● Requirement: Reading the records beneath this task, work out how many lines contain the word "autostart" and reply with only that number.
** Dataset content follows **
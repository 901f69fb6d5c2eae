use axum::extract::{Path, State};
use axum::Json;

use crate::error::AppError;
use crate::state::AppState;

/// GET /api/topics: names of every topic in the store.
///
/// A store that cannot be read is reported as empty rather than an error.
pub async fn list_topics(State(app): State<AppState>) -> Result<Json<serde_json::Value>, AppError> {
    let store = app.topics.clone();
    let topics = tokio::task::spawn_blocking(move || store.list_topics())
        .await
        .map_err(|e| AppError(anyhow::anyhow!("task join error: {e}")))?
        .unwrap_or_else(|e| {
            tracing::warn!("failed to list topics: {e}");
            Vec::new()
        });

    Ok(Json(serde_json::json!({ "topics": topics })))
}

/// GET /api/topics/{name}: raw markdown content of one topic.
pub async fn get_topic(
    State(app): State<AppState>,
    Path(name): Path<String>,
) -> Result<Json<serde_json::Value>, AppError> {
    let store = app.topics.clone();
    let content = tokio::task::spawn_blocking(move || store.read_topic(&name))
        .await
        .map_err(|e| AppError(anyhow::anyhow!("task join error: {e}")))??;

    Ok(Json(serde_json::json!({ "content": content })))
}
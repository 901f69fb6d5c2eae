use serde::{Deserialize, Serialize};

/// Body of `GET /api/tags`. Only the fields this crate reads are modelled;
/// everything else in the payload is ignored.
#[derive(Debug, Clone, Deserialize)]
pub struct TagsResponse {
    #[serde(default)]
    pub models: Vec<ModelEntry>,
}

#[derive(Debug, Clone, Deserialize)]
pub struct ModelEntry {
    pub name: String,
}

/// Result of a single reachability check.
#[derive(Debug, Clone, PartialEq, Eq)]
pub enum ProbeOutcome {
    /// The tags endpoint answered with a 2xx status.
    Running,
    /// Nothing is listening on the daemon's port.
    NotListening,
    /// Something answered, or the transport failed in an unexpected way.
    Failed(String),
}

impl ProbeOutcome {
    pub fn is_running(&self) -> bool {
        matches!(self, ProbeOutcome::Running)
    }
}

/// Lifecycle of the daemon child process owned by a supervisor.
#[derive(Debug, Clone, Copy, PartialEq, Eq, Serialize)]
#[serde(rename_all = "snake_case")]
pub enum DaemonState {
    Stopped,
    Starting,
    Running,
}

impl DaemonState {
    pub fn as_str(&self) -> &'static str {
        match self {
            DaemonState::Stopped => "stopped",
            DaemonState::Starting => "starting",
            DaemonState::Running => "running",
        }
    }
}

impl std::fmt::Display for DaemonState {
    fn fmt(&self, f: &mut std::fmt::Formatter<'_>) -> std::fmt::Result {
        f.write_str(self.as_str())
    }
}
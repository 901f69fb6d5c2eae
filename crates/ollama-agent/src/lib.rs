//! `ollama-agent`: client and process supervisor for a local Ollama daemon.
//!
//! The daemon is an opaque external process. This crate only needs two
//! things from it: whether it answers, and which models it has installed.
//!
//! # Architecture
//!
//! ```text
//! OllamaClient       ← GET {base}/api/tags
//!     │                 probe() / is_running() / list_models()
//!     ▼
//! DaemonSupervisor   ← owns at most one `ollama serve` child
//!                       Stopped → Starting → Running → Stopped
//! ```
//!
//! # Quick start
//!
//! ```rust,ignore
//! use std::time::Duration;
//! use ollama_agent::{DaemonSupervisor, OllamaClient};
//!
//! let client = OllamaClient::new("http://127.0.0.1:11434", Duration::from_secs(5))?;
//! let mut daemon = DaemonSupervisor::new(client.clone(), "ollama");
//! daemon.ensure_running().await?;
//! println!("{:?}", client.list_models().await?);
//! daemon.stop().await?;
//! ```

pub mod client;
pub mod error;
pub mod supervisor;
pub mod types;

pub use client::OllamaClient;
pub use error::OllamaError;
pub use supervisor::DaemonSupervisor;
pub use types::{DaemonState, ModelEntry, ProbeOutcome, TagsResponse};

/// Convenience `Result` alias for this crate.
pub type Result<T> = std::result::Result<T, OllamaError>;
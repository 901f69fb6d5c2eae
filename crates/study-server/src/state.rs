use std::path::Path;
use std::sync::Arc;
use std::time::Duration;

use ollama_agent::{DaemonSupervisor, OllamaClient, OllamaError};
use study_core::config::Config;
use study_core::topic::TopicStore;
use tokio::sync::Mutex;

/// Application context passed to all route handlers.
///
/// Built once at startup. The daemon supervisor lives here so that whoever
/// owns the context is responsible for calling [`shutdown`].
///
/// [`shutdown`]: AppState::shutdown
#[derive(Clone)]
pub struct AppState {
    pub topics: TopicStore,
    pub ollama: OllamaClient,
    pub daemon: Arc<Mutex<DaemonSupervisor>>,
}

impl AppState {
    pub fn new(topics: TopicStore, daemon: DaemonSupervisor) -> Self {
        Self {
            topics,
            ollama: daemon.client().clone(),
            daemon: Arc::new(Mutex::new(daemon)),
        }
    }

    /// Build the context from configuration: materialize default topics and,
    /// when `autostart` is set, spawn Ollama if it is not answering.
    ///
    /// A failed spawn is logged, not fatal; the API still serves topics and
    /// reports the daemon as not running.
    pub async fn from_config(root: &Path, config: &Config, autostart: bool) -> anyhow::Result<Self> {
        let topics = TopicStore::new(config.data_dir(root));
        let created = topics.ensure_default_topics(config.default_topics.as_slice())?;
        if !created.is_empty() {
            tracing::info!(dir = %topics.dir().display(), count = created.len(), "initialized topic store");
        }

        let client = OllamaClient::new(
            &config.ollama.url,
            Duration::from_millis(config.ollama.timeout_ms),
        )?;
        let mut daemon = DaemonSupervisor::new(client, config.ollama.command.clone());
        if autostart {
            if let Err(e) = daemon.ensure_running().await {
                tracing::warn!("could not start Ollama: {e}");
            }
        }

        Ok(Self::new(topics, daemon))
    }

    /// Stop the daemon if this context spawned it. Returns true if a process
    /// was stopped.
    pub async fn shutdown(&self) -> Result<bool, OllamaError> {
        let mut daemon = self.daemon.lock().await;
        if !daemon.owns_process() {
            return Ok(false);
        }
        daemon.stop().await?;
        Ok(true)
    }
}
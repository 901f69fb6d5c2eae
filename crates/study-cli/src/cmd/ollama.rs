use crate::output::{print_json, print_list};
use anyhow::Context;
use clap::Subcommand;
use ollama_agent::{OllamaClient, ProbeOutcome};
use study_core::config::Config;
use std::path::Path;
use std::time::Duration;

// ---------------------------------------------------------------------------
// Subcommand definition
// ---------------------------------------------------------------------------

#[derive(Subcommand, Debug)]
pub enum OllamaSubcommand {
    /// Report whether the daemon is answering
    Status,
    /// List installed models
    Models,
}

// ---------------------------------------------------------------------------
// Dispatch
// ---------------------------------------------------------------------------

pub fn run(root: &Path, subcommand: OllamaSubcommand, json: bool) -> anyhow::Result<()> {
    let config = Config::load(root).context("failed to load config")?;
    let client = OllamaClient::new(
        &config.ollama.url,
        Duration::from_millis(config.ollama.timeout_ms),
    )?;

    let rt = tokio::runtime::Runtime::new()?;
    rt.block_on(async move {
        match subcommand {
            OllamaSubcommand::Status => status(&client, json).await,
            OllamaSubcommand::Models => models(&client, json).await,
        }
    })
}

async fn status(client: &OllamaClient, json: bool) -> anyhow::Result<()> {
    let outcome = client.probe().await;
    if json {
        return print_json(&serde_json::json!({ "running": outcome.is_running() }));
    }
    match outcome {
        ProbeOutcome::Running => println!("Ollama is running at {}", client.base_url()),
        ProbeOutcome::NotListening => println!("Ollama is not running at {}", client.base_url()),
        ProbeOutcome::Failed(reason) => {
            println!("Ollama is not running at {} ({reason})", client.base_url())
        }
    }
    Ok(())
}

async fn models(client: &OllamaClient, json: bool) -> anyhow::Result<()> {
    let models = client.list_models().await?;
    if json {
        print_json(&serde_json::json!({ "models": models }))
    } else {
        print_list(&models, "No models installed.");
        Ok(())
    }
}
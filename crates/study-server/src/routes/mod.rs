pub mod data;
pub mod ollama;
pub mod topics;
** End of Dataset content **
** Dataset content follows **
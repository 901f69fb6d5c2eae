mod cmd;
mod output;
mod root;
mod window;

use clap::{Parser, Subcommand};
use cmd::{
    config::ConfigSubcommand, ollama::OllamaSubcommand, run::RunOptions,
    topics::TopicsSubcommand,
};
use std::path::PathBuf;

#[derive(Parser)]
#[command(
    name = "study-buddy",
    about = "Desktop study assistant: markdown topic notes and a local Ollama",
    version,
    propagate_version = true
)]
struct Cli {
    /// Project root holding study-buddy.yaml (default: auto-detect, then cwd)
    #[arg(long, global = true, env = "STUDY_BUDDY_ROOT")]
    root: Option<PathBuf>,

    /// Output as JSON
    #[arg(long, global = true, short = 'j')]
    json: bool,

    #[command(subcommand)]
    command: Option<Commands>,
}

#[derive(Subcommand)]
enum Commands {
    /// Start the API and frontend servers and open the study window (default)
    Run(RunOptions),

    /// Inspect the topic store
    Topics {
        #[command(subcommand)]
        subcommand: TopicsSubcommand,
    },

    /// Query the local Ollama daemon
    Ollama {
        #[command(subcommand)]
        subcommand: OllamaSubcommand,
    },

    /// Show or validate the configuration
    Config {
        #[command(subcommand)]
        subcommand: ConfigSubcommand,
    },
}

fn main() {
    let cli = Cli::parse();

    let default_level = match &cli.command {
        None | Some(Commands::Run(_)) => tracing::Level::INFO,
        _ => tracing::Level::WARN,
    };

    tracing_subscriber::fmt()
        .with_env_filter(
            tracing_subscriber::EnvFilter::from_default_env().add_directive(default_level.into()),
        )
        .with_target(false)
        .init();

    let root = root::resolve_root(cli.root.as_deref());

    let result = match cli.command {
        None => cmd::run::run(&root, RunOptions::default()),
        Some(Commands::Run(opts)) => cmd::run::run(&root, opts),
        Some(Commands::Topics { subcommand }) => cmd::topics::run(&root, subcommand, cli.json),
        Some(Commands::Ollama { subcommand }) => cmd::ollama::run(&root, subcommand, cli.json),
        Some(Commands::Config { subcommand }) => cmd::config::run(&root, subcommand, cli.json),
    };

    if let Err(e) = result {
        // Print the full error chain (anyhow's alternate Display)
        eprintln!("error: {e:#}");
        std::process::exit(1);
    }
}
** End of Dataset content **
● Expected output: 3